For each record below, give an exact transcription.

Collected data
Segment Open
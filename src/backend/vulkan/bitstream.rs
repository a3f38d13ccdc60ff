// Copyright 2024 The ChromiumOS Authors
// Use of this source code is governed by a BSD-style license that can be
// found in the LICENSE file.

use std::sync::Arc;

use ash::vk;
use gpu_allocator::vulkan::Allocation;
use gpu_allocator::vulkan::AllocationCreateDesc;
use gpu_allocator::vulkan::AllocationScheme;
use gpu_allocator::MemoryLocation;
use log::error;
use log::trace;

use crate::align_up;
use crate::backend::vulkan::capabilities::H264Profile;
use crate::backend::vulkan::VulkanDevice;
use crate::backend::vulkan::VulkanError;

/// A host-visible buffer holding the bitstream of one decode operation.
pub struct BitstreamBuffer {
    device: Arc<VulkanDevice>,
    buffer: vk::Buffer,
    allocation: Option<Allocation>,
    size: vk::DeviceSize,
}

impl BitstreamBuffer {
    /// Creates a buffer of `data.len()` rounded up to `size_alignment` bytes
    /// and copies `data` at its start.
    pub fn new(
        device: &Arc<VulkanDevice>,
        profile: &H264Profile,
        data: &[u8],
        size_alignment: vk::DeviceSize,
    ) -> Result<Self, VulkanError> {
        let size = align_up(data.len() as u64, size_alignment).max(1);

        let mut h264_profile = profile.h264_info();
        let profiles = [profile.info(&mut h264_profile)];
        let mut profile_list = vk::VideoProfileListInfoKHR::default().profiles(&profiles);
        let buffer_info = vk::BufferCreateInfo::default()
            .size(size)
            .usage(vk::BufferUsageFlags::VIDEO_DECODE_SRC_KHR)
            .sharing_mode(vk::SharingMode::EXCLUSIVE)
            .push_next(&mut profile_list);

        // SAFETY: the create info and its profile list outlive the call.
        let buffer = unsafe { device.device.create_buffer(&buffer_info, None) }
            .map_err(VulkanError::call("vkCreateBuffer"))?;

        let mut this = Self {
            device: Arc::clone(device),
            buffer,
            allocation: None,
            size,
        };
        this.bind_and_fill(data)?;

        trace!("Bitstream buffer of {} bytes for {} bytes of data", size, data.len());
        Ok(this)
    }

    fn bind_and_fill(&mut self, data: &[u8]) -> Result<(), VulkanError> {
        let device = &*self.device.device;

        // SAFETY: `self.buffer` was created from `device`.
        let requirements = unsafe { device.get_buffer_memory_requirements(self.buffer) };
        let mut allocation = self.device.allocator.lock().allocate(&AllocationCreateDesc {
            name: "bitstream",
            requirements,
            location: MemoryLocation::CpuToGpu,
            linear: true,
            allocation_scheme: AllocationScheme::GpuAllocatorManaged,
        })?;

        // SAFETY: the allocation satisfies the buffer requirements and outlives the buffer.
        let bound = unsafe {
            device.bind_buffer_memory(self.buffer, allocation.memory(), allocation.offset())
        };

        match allocation.mapped_slice_mut() {
            Some(mapped) => mapped[..data.len()].copy_from_slice(data),
            None => {
                self.allocation = Some(allocation);
                return Err(VulkanError::Call(
                    "vkMapMemory",
                    vk::Result::ERROR_MEMORY_MAP_FAILED,
                ));
            }
        }

        self.allocation = Some(allocation);
        bound.map_err(VulkanError::call("vkBindBufferMemory"))
    }

    pub fn handle(&self) -> vk::Buffer {
        self.buffer
    }

    /// Size of the buffer, a multiple of the size alignment it was created
    /// with.
    pub fn size(&self) -> vk::DeviceSize {
        self.size
    }
}

impl Drop for BitstreamBuffer {
    fn drop(&mut self) {
        // SAFETY: the decode reading the buffer has completed.
        unsafe { self.device.device.destroy_buffer(self.buffer, None) };

        if let Some(allocation) = self.allocation.take() {
            if let Err(e) = self.device.allocator.lock().free(allocation) {
                error!("Failed to free bitstream memory: {}", e);
            }
        }
    }
}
Segment Closed
The completed task
filename src/backend/vulkan/bitstream.rs
repository a3f38d13ccdc60ff
// Copyright 2024 The ChromiumOS Authors
// Use of this source code is governed by a BSD-style license that can be
// found in the LICENSE file.

use std::sync::Arc;

use ash::vk;
use gpu_allocator::vulkan::Allocation;
use gpu_allocator::vulkan::AllocationCreateDesc;
use gpu_allocator::vulkan::AllocationScheme;
use gpu_allocator::MemoryLocation;
use log::error;
use log::trace;

use crate::align_up;
use crate::backend::vulkan::capabilities::H264Profile;
use crate::backend::vulkan::VulkanDevice;
use crate::backend::vulkan::VulkanError;

/// A host-visible buffer holding the bitstream of one decode operation.
pub struct BitstreamBuffer {
    device: Arc<VulkanDevice>,
    buffer: vk::Buffer,
    allocation: Option<Allocation>,
    size: vk::DeviceSize,
}

impl BitstreamBuffer {
    /// Creates a buffer of `data.len()` rounded up to `size_alignment` bytes
    /// and copies `data` at its start.
    pub fn new(
        device: &Arc<VulkanDevice>,
        profile: &H264Profile,
        data: &[u8],
        size_alignment: vk::DeviceSize,
    ) -> Result<Self, VulkanError> {
        let size = align_up(data.len() as u64, size_alignment).max(1);

        let mut h264_profile = profile.h264_info();
        let profiles = [profile.info(&mut h264_profile)];
        let mut profile_list = vk::VideoProfileListInfoKHR::default().profiles(&profiles);
        let buffer_info = vk::BufferCreateInfo::default()
            .size(size)
            .usage(vk::BufferUsageFlags::VIDEO_DECODE_SRC_KHR)
            .sharing_mode(vk::SharingMode::EXCLUSIVE)
            .push_next(&mut profile_list);

        // SAFETY: the create info and its profile list outlive the call.
        let buffer = unsafe { device.device.create_buffer(&buffer_info, None) }
            .map_err(VulkanError::call("vkCreateBuffer"))?;

        let mut this = Self {
            device: Arc::clone(device),
            buffer,
            allocation: None,
            size,
        };
        this.bind_and_fill(data)?;

        trace!("Bitstream buffer of {} bytes for {} bytes of data", size, data.len());
        Ok(this)
    }

    fn bind_and_fill(&mut self, data: &[u8]) -> Result<(), VulkanError> {
        let device = &*self.device.device;

        // SAFETY: `self.buffer` was created from `device`.
        let requirements = unsafe { device.get_buffer_memory_requirements(self.buffer) };
        let mut allocation = self.device.allocator.lock().allocate(&AllocationCreateDesc {
            name: "bitstream",
            requirements,
            location: MemoryLocation::CpuToGpu,
            linear: true,
            allocation_scheme: AllocationScheme::GpuAllocatorManaged,
        })?;

        // SAFETY: the allocation satisfies the buffer requirements and outlives the buffer.
        let bound = unsafe {
            device.bind_buffer_memory(self.buffer, allocation.memory(), allocation.offset())
        };

        match allocation.mapped_slice_mut() {
            Some(mapped) => mapped[..data.len()].copy_from_slice(data),
            None => {
                self.allocation = Some(allocation);
                return Err(VulkanError::Call(
                    "vkMapMemory",
                    vk::Result::ERROR_MEMORY_MAP_FAILED,
                ));
            }
        }

        self.allocation = Some(allocation);
        bound.map_err(VulkanError::call("vkBindBufferMemory"))
    }

    pub fn handle(&self) -> vk::Buffer {
        self.buffer
    }

    /// Size of the buffer, a multiple of the size alignment it was created
    /// with.
    pub fn size(&self) -> vk::DeviceSize {
        self.size
    }
}

impl Drop for BitstreamBuffer {
    fn drop(&mut self) {
        // SAFETY: the decode reading the buffer has completed.
        unsafe { self.device.device.destroy_buffer(self.buffer, None) };

        if let Some(allocation) = self.allocation.take() {
            if let Err(e) = self.device.allocator.lock().free(allocation) {
                error!("Failed to free bitstream memory: {}", e);
            }
        }
    }
}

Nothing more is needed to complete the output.